%%

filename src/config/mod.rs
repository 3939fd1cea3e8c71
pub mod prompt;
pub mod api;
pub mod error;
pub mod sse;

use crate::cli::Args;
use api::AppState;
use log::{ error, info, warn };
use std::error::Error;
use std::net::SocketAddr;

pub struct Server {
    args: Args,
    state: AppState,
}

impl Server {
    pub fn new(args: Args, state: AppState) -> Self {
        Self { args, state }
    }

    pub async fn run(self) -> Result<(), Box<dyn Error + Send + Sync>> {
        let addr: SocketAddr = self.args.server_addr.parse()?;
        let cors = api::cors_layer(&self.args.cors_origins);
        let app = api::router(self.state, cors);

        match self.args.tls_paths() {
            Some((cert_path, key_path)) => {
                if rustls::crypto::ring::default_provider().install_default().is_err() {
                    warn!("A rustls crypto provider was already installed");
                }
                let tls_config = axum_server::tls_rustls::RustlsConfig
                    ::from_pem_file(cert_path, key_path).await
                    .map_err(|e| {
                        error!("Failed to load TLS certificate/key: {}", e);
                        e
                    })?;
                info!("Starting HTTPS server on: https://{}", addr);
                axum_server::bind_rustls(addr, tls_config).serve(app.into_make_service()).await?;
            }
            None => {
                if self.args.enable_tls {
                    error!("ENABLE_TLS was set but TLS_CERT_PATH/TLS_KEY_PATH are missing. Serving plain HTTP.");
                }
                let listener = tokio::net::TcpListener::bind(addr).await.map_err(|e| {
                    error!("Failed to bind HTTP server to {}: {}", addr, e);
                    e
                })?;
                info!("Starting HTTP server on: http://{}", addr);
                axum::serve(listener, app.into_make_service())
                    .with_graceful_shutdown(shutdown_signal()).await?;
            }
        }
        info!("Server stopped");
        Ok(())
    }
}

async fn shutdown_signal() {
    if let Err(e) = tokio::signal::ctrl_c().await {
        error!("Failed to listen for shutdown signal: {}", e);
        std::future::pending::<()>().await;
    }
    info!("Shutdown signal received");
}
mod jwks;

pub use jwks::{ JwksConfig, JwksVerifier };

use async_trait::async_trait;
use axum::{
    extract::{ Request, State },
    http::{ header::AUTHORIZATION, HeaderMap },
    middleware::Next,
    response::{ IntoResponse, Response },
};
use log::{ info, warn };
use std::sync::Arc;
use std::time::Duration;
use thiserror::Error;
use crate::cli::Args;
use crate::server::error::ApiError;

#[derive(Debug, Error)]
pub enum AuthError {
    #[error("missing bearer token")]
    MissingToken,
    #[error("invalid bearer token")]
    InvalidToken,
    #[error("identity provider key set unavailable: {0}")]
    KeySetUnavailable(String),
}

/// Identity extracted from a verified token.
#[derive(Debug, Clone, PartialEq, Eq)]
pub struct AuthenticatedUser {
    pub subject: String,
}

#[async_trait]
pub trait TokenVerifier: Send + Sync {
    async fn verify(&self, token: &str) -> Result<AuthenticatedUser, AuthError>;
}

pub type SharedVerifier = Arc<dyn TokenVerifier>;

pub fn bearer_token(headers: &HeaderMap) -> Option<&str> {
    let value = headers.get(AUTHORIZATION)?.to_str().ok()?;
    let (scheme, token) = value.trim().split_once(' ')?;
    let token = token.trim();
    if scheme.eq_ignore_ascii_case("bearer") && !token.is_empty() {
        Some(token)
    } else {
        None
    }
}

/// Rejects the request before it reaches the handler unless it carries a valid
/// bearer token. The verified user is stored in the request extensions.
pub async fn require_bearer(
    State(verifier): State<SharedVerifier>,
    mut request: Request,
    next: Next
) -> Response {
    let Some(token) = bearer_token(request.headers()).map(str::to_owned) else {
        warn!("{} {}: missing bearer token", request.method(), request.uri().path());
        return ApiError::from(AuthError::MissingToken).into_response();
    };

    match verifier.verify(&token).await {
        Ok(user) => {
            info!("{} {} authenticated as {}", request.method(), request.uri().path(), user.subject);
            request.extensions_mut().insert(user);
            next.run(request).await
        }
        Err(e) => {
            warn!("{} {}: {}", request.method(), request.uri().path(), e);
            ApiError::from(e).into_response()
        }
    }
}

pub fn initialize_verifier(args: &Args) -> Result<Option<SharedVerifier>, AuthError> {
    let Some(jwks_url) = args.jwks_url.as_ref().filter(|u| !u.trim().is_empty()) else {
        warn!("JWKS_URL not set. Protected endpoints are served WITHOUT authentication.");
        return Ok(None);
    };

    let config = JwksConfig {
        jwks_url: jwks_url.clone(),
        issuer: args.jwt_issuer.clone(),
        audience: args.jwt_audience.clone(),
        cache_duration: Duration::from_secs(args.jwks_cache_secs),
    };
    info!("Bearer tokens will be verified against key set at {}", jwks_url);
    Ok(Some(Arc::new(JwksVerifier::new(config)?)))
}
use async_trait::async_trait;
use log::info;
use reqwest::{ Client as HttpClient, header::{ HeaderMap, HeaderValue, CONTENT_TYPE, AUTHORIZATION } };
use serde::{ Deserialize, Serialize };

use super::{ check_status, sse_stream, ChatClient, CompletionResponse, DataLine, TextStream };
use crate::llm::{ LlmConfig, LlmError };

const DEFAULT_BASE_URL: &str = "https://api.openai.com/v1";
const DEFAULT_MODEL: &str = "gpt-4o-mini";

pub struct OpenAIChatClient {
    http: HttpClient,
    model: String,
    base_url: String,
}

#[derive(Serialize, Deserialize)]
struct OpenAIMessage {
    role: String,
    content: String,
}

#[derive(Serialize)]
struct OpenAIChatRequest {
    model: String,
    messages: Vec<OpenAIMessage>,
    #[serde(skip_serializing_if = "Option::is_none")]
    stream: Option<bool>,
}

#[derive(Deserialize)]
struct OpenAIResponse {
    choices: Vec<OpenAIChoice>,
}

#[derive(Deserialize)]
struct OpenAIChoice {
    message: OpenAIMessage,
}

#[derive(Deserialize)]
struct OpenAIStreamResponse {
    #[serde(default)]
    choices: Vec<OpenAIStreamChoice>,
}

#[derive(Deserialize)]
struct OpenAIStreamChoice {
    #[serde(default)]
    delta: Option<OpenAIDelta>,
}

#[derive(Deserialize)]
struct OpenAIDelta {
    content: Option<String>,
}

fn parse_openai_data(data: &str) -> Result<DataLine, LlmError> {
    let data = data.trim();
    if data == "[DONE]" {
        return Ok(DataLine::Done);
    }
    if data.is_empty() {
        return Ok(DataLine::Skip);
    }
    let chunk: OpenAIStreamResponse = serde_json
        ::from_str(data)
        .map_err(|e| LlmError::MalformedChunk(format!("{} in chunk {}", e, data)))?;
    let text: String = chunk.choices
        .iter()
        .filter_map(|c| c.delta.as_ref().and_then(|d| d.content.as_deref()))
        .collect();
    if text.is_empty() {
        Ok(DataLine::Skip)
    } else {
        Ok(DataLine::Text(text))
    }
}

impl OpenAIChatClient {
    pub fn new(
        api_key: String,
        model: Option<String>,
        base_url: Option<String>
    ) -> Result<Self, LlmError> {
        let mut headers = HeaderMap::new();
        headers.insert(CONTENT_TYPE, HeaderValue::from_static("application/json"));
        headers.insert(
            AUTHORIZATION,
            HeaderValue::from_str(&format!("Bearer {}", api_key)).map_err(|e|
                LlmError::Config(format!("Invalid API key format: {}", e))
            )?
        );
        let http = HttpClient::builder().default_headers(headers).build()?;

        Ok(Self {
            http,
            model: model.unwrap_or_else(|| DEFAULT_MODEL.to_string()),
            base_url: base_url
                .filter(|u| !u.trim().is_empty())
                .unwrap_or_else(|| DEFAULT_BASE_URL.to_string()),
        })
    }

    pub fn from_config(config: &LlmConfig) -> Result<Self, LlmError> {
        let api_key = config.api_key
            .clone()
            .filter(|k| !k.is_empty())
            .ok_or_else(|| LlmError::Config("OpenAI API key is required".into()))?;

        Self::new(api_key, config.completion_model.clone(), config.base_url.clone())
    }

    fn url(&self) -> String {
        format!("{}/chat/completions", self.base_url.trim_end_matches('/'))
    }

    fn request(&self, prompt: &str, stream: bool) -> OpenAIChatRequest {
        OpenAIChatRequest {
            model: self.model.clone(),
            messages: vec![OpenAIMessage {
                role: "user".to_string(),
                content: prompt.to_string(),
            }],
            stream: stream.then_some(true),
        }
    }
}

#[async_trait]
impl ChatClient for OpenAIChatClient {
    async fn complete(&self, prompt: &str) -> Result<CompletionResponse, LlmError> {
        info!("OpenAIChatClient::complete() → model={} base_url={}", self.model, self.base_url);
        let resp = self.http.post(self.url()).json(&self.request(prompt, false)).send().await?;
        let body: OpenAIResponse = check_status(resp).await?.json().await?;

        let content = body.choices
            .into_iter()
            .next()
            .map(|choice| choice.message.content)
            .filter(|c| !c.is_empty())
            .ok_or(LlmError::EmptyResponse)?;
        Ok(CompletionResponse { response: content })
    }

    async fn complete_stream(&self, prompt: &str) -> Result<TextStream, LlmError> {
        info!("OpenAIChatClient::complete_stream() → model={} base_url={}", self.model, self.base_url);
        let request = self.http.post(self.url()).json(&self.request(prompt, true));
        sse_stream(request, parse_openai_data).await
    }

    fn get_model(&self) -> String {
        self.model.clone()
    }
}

%%

> [Work required]: All lines that contain the word "messages" should be copied from the listing.

> [Task solution]:
    messages: Vec<OpenAIMessage>,
            messages: vec![OpenAIMessage {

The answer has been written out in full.